Stored data
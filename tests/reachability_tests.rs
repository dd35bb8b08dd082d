// tests/reachability_tests.rs
use page_reachability::check::{HttpNavigator, TransportKind};
use page_reachability::config::CheckSettings;
use page_reachability::{CheckError, CheckRequest, ErrorKind, ReachabilityChecker, Runner};
use std::sync::Arc;
use std::time::{Duration, Instant};
use tokio::net::{TcpListener, TcpSocket, TcpStream};

// Stub servers are local; keep any proxy in the environment out of the way.
fn settings() -> CheckSettings {
    CheckSettings {
        use_system_proxy: false,
        ..CheckSettings::default()
    }
}

fn checker_with_timeout(timeout: Duration) -> ReachabilityChecker {
    let navigator = HttpNavigator::new(&settings()).unwrap();
    ReachabilityChecker::with_navigator(Arc::new(navigator), timeout)
}

#[tokio::test]
async fn test_home_page_returns_200() {
    let mut server = mockito::Server::new_async().await;
    let mock = server
        .mock("GET", "/home")
        .with_status(200)
        .with_body("<h1>Home</h1>")
        .create_async()
        .await;

    let checker = ReachabilityChecker::new(&settings()).unwrap();
    let request = CheckRequest::new(format!("{}/home", server.url()));
    let result = checker.check(&request).await;

    mock.assert_async().await;
    assert!(result.passed);
    assert_eq!(result.observed_status, Some(200));
    assert!(result.error.is_none());
}

#[tokio::test]
async fn test_home_page_returns_404() {
    let mut server = mockito::Server::new_async().await;
    let mock = server
        .mock("GET", "/home")
        .with_status(404)
        .expect(1)
        .create_async()
        .await;

    let checker = checker_with_timeout(Duration::from_secs(5));
    let result = checker
        .check(&CheckRequest::new(format!("{}/home", server.url())))
        .await;

    mock.assert_async().await;
    assert!(!result.passed);
    assert_eq!(result.observed_status, Some(404));
    assert_eq!(result.error.unwrap().to_string(), "expected 200, got 404");
}

#[tokio::test]
async fn test_server_error_is_mismatch() {
    let mut server = mockito::Server::new_async().await;
    let _mock = server
        .mock("GET", "/")
        .with_status(503)
        .create_async()
        .await;

    let result = checker_with_timeout(Duration::from_secs(5))
        .check(&CheckRequest::new(format!("{}/", server.url())))
        .await;

    assert_eq!(result.observed_status, Some(503));
    assert_eq!(result.error.unwrap().kind(), ErrorKind::StatusMismatch);
}

#[tokio::test]
async fn test_redirect_is_followed() {
    let mut server = mockito::Server::new_async().await;
    let redirect = server
        .mock("GET", "/")
        .with_status(301)
        .with_header("location", &format!("{}/home", server.url()))
        .create_async()
        .await;
    let home = server
        .mock("GET", "/home")
        .with_status(200)
        .create_async()
        .await;

    let result = checker_with_timeout(Duration::from_secs(5))
        .check(&CheckRequest::new(format!("{}/", server.url())))
        .await;

    redirect.assert_async().await;
    home.assert_async().await;
    assert!(result.passed);
    assert_eq!(result.observed_status, Some(200));
}

#[tokio::test]
async fn test_malformed_url_makes_no_request() {
    let mut server = mockito::Server::new_async().await;
    let mock = server
        .mock("GET", mockito::Matcher::Any)
        .expect(0)
        .create_async()
        .await;

    let result = checker_with_timeout(Duration::from_secs(5))
        .check(&CheckRequest::new("not a url"))
        .await;

    mock.assert_async().await;
    assert!(!result.passed);
    assert_eq!(result.observed_status, None);
    assert_eq!(result.error.unwrap().kind(), ErrorKind::InvalidInput);
}

#[tokio::test]
async fn test_unreachable_host_is_transport_failure() {
    // Bind then drop to get a local port nothing listens on.
    let port = {
        let listener = std::net::TcpListener::bind("127.0.0.1:0").unwrap();
        listener.local_addr().unwrap().port()
    };

    let result = checker_with_timeout(Duration::from_secs(5))
        .check(&CheckRequest::new(format!("http://127.0.0.1:{}/home", port)))
        .await;

    let error = result.error.unwrap();
    assert!(!result.passed);
    assert_eq!(result.observed_status, None);
    assert_eq!(error.kind(), ErrorKind::Transport);
    assert_eq!(error.transport_kind(), Some(TransportKind::ConnectionRefused));
}

#[tokio::test]
async fn test_silent_server_times_out() {
    let listener = TcpListener::bind("127.0.0.1:0").await.unwrap();
    let addr = listener.local_addr().unwrap();

    // Accept connections and hold them open without ever answering.
    tokio::spawn(async move {
        let mut held = Vec::new();
        while let Ok((stream, _)) = listener.accept().await {
            held.push(stream);
        }
    });

    let timeout = Duration::from_millis(300);
    let start = Instant::now();
    let result = checker_with_timeout(timeout)
        .check(&CheckRequest::new(format!("http://{}/home", addr)))
        .await;
    let waited = start.elapsed();

    assert!(!result.passed);
    assert_eq!(result.observed_status, None);
    assert_eq!(result.error.unwrap().kind(), ErrorKind::Timeout);
    assert!(waited >= timeout);
    assert!(waited < timeout + Duration::from_secs(2), "waited {:?}", waited);
}

#[tokio::test]
async fn test_connect_timeout_reports_connect_limit() {
    // Backlog of zero and never accepted: once the queue is full, further
    // SYNs go unanswered and the connect hangs.
    let socket = TcpSocket::new_v4().unwrap();
    socket.bind("127.0.0.1:0".parse().unwrap()).unwrap();
    let listener = socket.listen(0).unwrap();
    let addr = listener.local_addr().unwrap();

    let mut fillers = Vec::new();
    for _ in 0..4 {
        let attempt = tokio::time::timeout(Duration::from_millis(200), TcpStream::connect(addr));
        if let Ok(Ok(stream)) = attempt.await {
            fillers.push(stream);
        }
    }

    let settings = CheckSettings {
        connect_timeout_secs: 1,
        timeout_secs: 5,
        ..settings()
    };
    let start = Instant::now();
    let result = ReachabilityChecker::new(&settings)
        .unwrap()
        .check(&CheckRequest::new(format!("http://{}/home", addr)))
        .await;
    let waited = start.elapsed();

    let error = result.error.unwrap();
    assert_eq!(error, CheckError::Timeout(Duration::from_secs(1)));
    assert_eq!(error.to_string(), "no response within 1s");
    assert!(waited < Duration::from_secs(4), "waited {:?}", waited);
    drop(listener);
}

#[tokio::test]
async fn test_runner_checks_environments_concurrently() {
    let mut server = mockito::Server::new_async().await;
    let _ok = server.mock("GET", "/home").with_status(200).create_async().await;
    let _missing = server
        .mock("GET", "/missing")
        .with_status(404)
        .create_async()
        .await;

    let requests = vec![
        CheckRequest::new(format!("{}/home", server.url())).named("home"),
        CheckRequest::new(format!("{}/missing", server.url())).named("missing"),
    ];

    let summary = Runner::new(checker_with_timeout(Duration::from_secs(5)))
        .run(requests)
        .await;

    assert_eq!(summary.passed(), 1);
    assert_eq!(summary.failed(), 1);
    assert_eq!(summary.exit_code(), 1);
    assert_eq!(summary.results()[1].observed_status, Some(404));
}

- **How to complete this task**
Search each line of the data above for "CheckSettings", and copy the lines where it occurs.

- **Written answer**
use page_reachability::config::CheckSettings;
fn settings() -> CheckSettings {
    CheckSettings {
        ..CheckSettings::default()
    let settings = CheckSettings {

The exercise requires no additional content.